I will after I got some sleep and when I make sure that the problem is real and reproducible - so nobody should waste a silly amount of time trying to solve my one mistake.
None that I’ve noticed. As I said, this is a fairly new installation, so there wasn’t anything in my old subdirectories that mattered. On an older installation, I would have been more careful - maybe - and gone through replacing a single file at a time. But that’s a slog - there are dozens of files in those subdirectories.
It does suggest that one of the KDE configuration files got hosed over somewhere along the line. Where, when and how remain mysteries.
Sadly, I have no reason to believe the 4.2 is a “good” release, either.

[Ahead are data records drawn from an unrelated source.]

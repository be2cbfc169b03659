//! Fakes shared by the supervisor integration tests.

#![allow(dead_code, clippy::unwrap_used, clippy::expect_used, clippy::panic)]

use async_trait::async_trait;
use parking_lot::Mutex;
use pilot_core::{Observation, ObservedState, ObserverAction, PoolEvent};
use pilot_observer::heuristics::detect;
use pilot_observer::{strip_ansi, StateObserver};
use pilot_pty::{DataCallback, PtyError, PtyHandle, PtyOptions, PtySpawner};
use pilot_supervisor::ControllerSettings;
use std::sync::atomic::{AtomicBool, AtomicUsize, Ordering};
use std::sync::Arc;
use tokio::sync::broadcast;
use tokio::time::{timeout, Duration};

#[derive(Clone)]
struct Response {
    trigger: String,
    output: String,
    once: bool,
}

/// Records every write and replays scripted output.
#[derive(Default)]
pub struct FakePtySpawner {
    initial_output: String,
    responses: Vec<Response>,
    echo: bool,
    fail_spawn: bool,
    pub writes: Arc<Mutex<Vec<String>>>,
    pub spawned: AtomicUsize,
    pub closed: Arc<AtomicUsize>,
}

impl FakePtySpawner {
    pub fn new(initial_output: &str) -> Self {
        Self {
            initial_output: initial_output.to_string(),
            ..Self::default()
        }
    }

    /// Emit `output` whenever exactly `trigger` is written.
    pub fn respond(mut self, trigger: &str, output: &str) -> Self {
        self.responses.push(Response {
            trigger: trigger.to_string(),
            output: output.to_string(),
            once: false,
        });
        self
    }

    /// Like [`respond`](Self::respond), but only for the first matching write.
    /// Checked in registration order, so put it before a catch-all response.
    pub fn respond_once(mut self, trigger: &str, output: &str) -> Self {
        self.responses.push(Response {
            trigger: trigger.to_string(),
            output: output.to_string(),
            once: true,
        });
        self
    }

    /// Echo every write back the way a terminal in cooked mode does.
    pub fn echo_input(mut self) -> Self {
        self.echo = true;
        self
    }

    pub fn failing() -> Self {
        Self {
            fail_spawn: true,
            ..Self::default()
        }
    }

    pub fn writes(&self) -> Vec<String> {
        self.writes.lock().clone()
    }

    pub fn count_writes(&self, data: &str) -> usize {
        self.writes.lock().iter().filter(|w| w.as_str() == data).count()
    }

    pub fn closed_count(&self) -> usize {
        self.closed.load(Ordering::SeqCst)
    }
}

#[async_trait]
impl PtySpawner for FakePtySpawner {
    async fn spawn(
        &self,
        _shell: &str,
        _options: PtyOptions,
        on_data: DataCallback,
    ) -> Result<Box<dyn PtyHandle>, PtyError> {
        if self.fail_spawn {
            return Err(PtyError::Spawn("no pty available".to_string()));
        }
        self.spawned.fetch_add(1, Ordering::SeqCst);
        if !self.initial_output.is_empty() {
            on_data(self.initial_output.as_bytes());
        }
        Ok(Box::new(FakePty {
            on_data,
            responses: Mutex::new(self.responses.clone()),
            echo: self.echo,
            writes: Arc::clone(&self.writes),
            closed: Arc::clone(&self.closed),
            open: AtomicBool::new(true),
        }))
    }
}

struct FakePty {
    on_data: DataCallback,
    responses: Mutex<Vec<Response>>,
    echo: bool,
    writes: Arc<Mutex<Vec<String>>>,
    closed: Arc<AtomicUsize>,
    open: AtomicBool,
}

#[async_trait]
impl PtyHandle for FakePty {
    async fn write(&self, data: &str) -> Result<(), PtyError> {
        if !self.open.load(Ordering::SeqCst) {
            return Err(PtyError::Closed);
        }
        self.writes.lock().push(data.to_string());
        if self.echo {
            (self.on_data)(data.replace('\r', "\r\n").as_bytes());
        }
        let output = {
            let mut responses = self.responses.lock();
            match responses.iter().position(|r| r.trigger == data) {
                Some(idx) if responses[idx].once => Some(responses.remove(idx).output),
                Some(idx) => Some(responses[idx].output.clone()),
                None => None,
            }
        };
        if let Some(output) = output {
            (self.on_data)(output.as_bytes());
        }
        Ok(())
    }

    fn resize(&self, _cols: u16, _rows: u16) -> Result<(), PtyError> {
        if self.open.load(Ordering::SeqCst) {
            Ok(())
        } else {
            Err(PtyError::Closed)
        }
    }

    async fn close(&self) -> Result<(), PtyError> {
        if self.open.swap(false, Ordering::SeqCst) {
            self.closed.fetch_add(1, Ordering::SeqCst);
        }
        Ok(())
    }
}

type Classify = dyn Fn(&str, bool) -> Observation + Send + Sync;

/// Deterministic classifier driven by a closure over (buffer, goal_submitted).
pub struct ScriptedObserver {
    classify: Box<Classify>,
    delay_after_submit: Duration,
    pub calls: AtomicUsize,
}

impl ScriptedObserver {
    pub fn new(classify: impl Fn(&str, bool) -> Observation + Send + Sync + 'static) -> Arc<Self> {
        Self::with_delay(Duration::ZERO, classify)
    }

    fn with_delay(
        delay_after_submit: Duration,
        classify: impl Fn(&str, bool) -> Observation + Send + Sync + 'static,
    ) -> Arc<Self> {
        Arc::new(Self {
            classify: Box::new(classify),
            delay_after_submit,
            calls: AtomicUsize::new(0),
        })
    }

    /// Always ready, but every read after goal submission takes `delay`.
    pub fn slow_after_submit(delay: Duration) -> Arc<Self> {
        Self::with_delay(delay, |_, _| {
            Observation::new(ObservedState::Ready, 0.9, ObserverAction::Wait)
        })
    }

    /// Always reports an idle, ready prompt.
    pub fn always_ready() -> Arc<Self> {
        Self::new(|_, _| Observation::new(ObservedState::Ready, 0.9, ObserverAction::Wait))
    }

    /// Never lets the session settle.
    pub fn always_working() -> Arc<Self> {
        Self::new(|_, _| Observation::new(ObservedState::Working, 0.5, ObserverAction::Wait))
    }

    /// Ready once the CLI prompt is up, working afterwards.
    pub fn ready_then_working() -> Arc<Self> {
        Self::new(|_, submitted| {
            if submitted {
                Observation::new(ObservedState::Working, 0.5, ObserverAction::Wait)
            } else {
                Observation::new(ObservedState::Ready, 0.9, ObserverAction::Wait)
            }
        })
    }

    /// Uses the real heuristic pass; reports completion once `done_marker` shows up.
    pub fn heuristic(done_marker: &'static str) -> Arc<Self> {
        Self::new(move |buffer, submitted| {
            let text = strip_ansi(buffer);
            if submitted && text.contains(done_marker) {
                return Observation::new(ObservedState::Completed, 0.9, ObserverAction::ReportComplete)
                    .with_summary("Goal finished");
            }
            detect(&text, submitted, 12).unwrap_or_else(|| {
                Observation::new(ObservedState::Working, 0.4, ObserverAction::Wait)
            })
        })
    }

    pub fn call_count(&self) -> usize {
        self.calls.load(Ordering::SeqCst)
    }
}

#[async_trait]
impl StateObserver for ScriptedObserver {
    async fn observe(&self, buffer: &str, _goal: &str, goal_submitted: bool) -> Observation {
        self.calls.fetch_add(1, Ordering::SeqCst);
        if goal_submitted && !self.delay_after_submit.is_zero() {
            tokio::time::sleep(self.delay_after_submit).await;
        }
        (self.classify)(buffer, goal_submitted)
    }
}

/// Millisecond-scale timings so sessions finish quickly.
pub fn fast_settings() -> ControllerSettings {
    ControllerSettings {
        shell: "/bin/sh".to_string(),
        poll_interval_ms: 10,
        startup_timeout_ms: 2_000,
        default_timeout_ms: 5_000,
        submit_delay_ms: 5,
        approval_pause_ms: 5,
        flush_delay_ms: 5,
        idle_polls_before_confirm: 2,
        ..ControllerSettings::default()
    }
}

/// Next completion event for `agent_id`, skipping everything else.
pub async fn next_completion(
    events: &mut broadcast::Receiver<PoolEvent>,
    agent_id: &str,
) -> PoolEvent {
    timeout(Duration::from_secs(10), async {
        loop {
            match events.recv().await {
                Ok(event @ PoolEvent::Complete { .. }) if event.agent_id() == agent_id => {
                    return event;
                }
                Ok(_) => continue,
                Err(broadcast::error::RecvError::Lagged(_)) => continue,
                Err(broadcast::error::RecvError::Closed) => panic!("event stream closed"),
            }
        }
    })
    .await
    .expect("completion event")
}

To be blunt, Opensuse has real problems maintaining quality; their last several releases have caused as many problems as they’ve solved, and it isn’t unusual to see problems that were solved a couple of releases ago crop back up in subsequent releases.
Been using suse since way down in the single digits. I can’t say I’m seeing improvement or cause for hope. Moving to yet another shiny new release fills me with dread at this point.
I’ve been avoiding KDE-4.x until now, … instead using KDE-3.5.9 (on 11.0) and KDE-3.5.10 (on 11.1). On a sandbox PC, I installed openSUSE-11.2 milestone1 with KDE-4.2.3 and its not bad. From a desktop perspective, I still slightly prefer KDE-3.5.10, but KDE-4.2.3 in 11.2 is finally coming of age, and it promises to have KDE-4.3 when released, which should be even better in terms of features and stability. I just may make the move in November-2009 to KDE4.3.
Note 11.2 is not ready for more than testing (too many bugs yet) but it is suitable (and stable enough) for testing. If you have a sandbox PC or a spare partition (and are comfortable in fixing a messed up grub) then you could give 11.2 a try to test your favourite apps (and write bug reports on it).